Background Serine hydroxymethyltransferase 1 (SHMT1) is an enzyme involved in folic acid metabolism and is known to contribute to the development of hypertension. We evaluated the relationship between SHMT1 promoter methylation and essential hypertension (EH). Methods Quantitative methylation‐specific polymerase chain reaction was used to measure the SHMT1 promoter methylation level in 241 EH patients and 288 age‐ and gender‐matched healthy individuals. The diagnostic value of SHMT1 promoter hypermethylation was analyzed using a receiver operating characteristic (ROC) curve.
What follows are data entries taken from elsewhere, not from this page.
use anyhow::{Context, Result, anyhow};
use coach_application::PracticeSession;
use coach_core::gateway::GatewayAction;
use coach_core::session::ActiveSession;
use coach_core::skill::SkillLevel;
use coach_core::transcript::Author;
use coach_infrastructure::{CoachConfig, FileStore};
use std::fs;
use std::path::PathBuf;

fn build_session(config: &CoachConfig) -> Result<PracticeSession<FileStore>> {
    PracticeSession::from_config(config)
}

async fn open_with_language(
    session: &PracticeSession<FileStore>,
    problem: &str,
    language: Option<String>,
) -> Result<ActiveSession> {
    let active = session.open(problem).await?;
    if active.problem_id() != problem {
        println!("Unknown problem '{}', opened '{}' instead", problem, active.problem_id());
    }
    match language {
        Some(language) => session.change_language(language).await,
        None => Ok(active),
    }
}

fn print_summary(active: &ActiveSession) {
    let problem = active.problem();
    println!("{} [{}] ({})", problem.title, problem.difficulty, active.language());
    println!("{}", problem.description);
}

pub fn problems(config: &CoachConfig) -> Result<()> {
    let catalog = config.catalog()?;
    for problem in catalog.problems() {
        println!("{:<50} {:<8} {}", problem.id, problem.difficulty, problem.title);
    }
    Ok(())
}

pub async fn open(config: &CoachConfig, problem: &str, language: Option<String>) -> Result<()> {
    let session = build_session(config)?;
    let active = open_with_language(&session, problem, language).await?;
    print_summary(&active);
    println!("\n{}", active.code());
    session.shutdown().await;
    Ok(())
}

pub async fn edit(
    config: &CoachConfig,
    problem: &str,
    text: Option<String>,
    file: Option<PathBuf>,
    language: Option<String>,
) -> Result<()> {
    let code = match (text, file) {
        (Some(text), _) => text,
        (None, Some(path)) => fs::read_to_string(&path)
            .with_context(|| format!("Failed to read {}", path.display()))?,
        (None, None) => return Err(anyhow!("Provide the code as an argument or with --file")),
    };

    let session = build_session(config)?;
    let active = open_with_language(&session, problem, language).await?;
    let bytes = code.len();
    session.edit(code).await?;
    session.shutdown().await;

    println!(
        "Saved {} bytes of {} for '{}'",
        bytes,
        active.language(),
        active.problem_id()
    );
    Ok(())
}

pub async fn show(config: &CoachConfig, problem: &str) -> Result<()> {
    let session = build_session(config)?;
    let active = open_with_language(&session, problem, None).await?;
    print_summary(&active);
    println!("\n--- code ---\n{}", active.code());
    println!("\n--- conversation ---");
    for turn in active.transcript().turns() {
        let who = match turn.author {
            Author::User => "you",
            Author::Assistant => "mentor",
        };
        println!("{:>6}: {}", who, turn.text);
    }
    session.shutdown().await;
    Ok(())
}

pub async fn ask(
    config: &CoachConfig,
    problem: &str,
    action: &str,
    message: Option<String>,
    skill: Option<String>,
) -> Result<()> {
    let action: GatewayAction = action.parse().map_err(|e: String| anyhow!(e))?;
    let skill: Option<SkillLevel> = skill
        .map(|level| level.parse::<SkillLevel>().map_err(|e: String| anyhow!(e)))
        .transpose()?;

    let session = build_session(config)?;
    open_with_language(&session, problem, None).await?;
    if let Some(level) = skill {
        session.set_skill_level(level).await;
    }
    let reply = session.ask(action, message).await?;
    session.shutdown().await;

    println!("{}", reply.turn.text);
    if let Some(verdict) = reply.verdict {
        let outcome = if verdict.passed { "PASS" } else { "FAIL" };
        println!("\nResult: {}", outcome);
    }
    Ok(())
}

pub async fn clear_chat(config: &CoachConfig, problem: &str) -> Result<()> {
    let session = build_session(config)?;
    let active = open_with_language(&session, problem, None).await?;
    session.clear_chat().await?;
    session.shutdown().await;
    println!("Cleared conversation of '{}'", active.problem_id());
    Ok(())
}

pub async fn clear_code(config: &CoachConfig, problem: &str) -> Result<()> {
    let session = build_session(config)?;
    let active = open_with_language(&session, problem, None).await?;
    session.clear_code().await?;
    session.shutdown().await;
    println!(
        "Reset {} code of '{}' to the starter template",
        active.language(),
        active.problem_id()
    );
    Ok(())
}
The Gene Expression Omnibus (GEO) database and dual‐luciferase reporter assay were used to validate our findings. Results Compared with the control group, significant differences in SHMT1 promoter methylation were found in both EH and hyperhomocysteinemia groups ( P  < 0.001 and P  = 0.029, respectively). The area under the curve of the diagnosis of SHMT1 promoter hypermethylation for EH was 0.808, with a sensitivity and specificity of 73.9% and 77.8%, respectively. The risk of SHMT1 promoter hypermethylation was significantly higher in the >65‐year group than in the ≤65‐year group (odds ratio = 3.925; 95% confidence interval = 2.141‐7.196). In addition, GEO database analysis showed that 5‐aza‐deoxycytidine increased gene expression in several carotid endothelial cell lines. A dual‐luciferase reporter assay revealed that the target sequence in the SHMT1 promoter upregulated gene expression. Conclusion Our findings indicate that SHMT1 promoter hypermethylation increases the risk of EH and may be a promising biomarker for EH.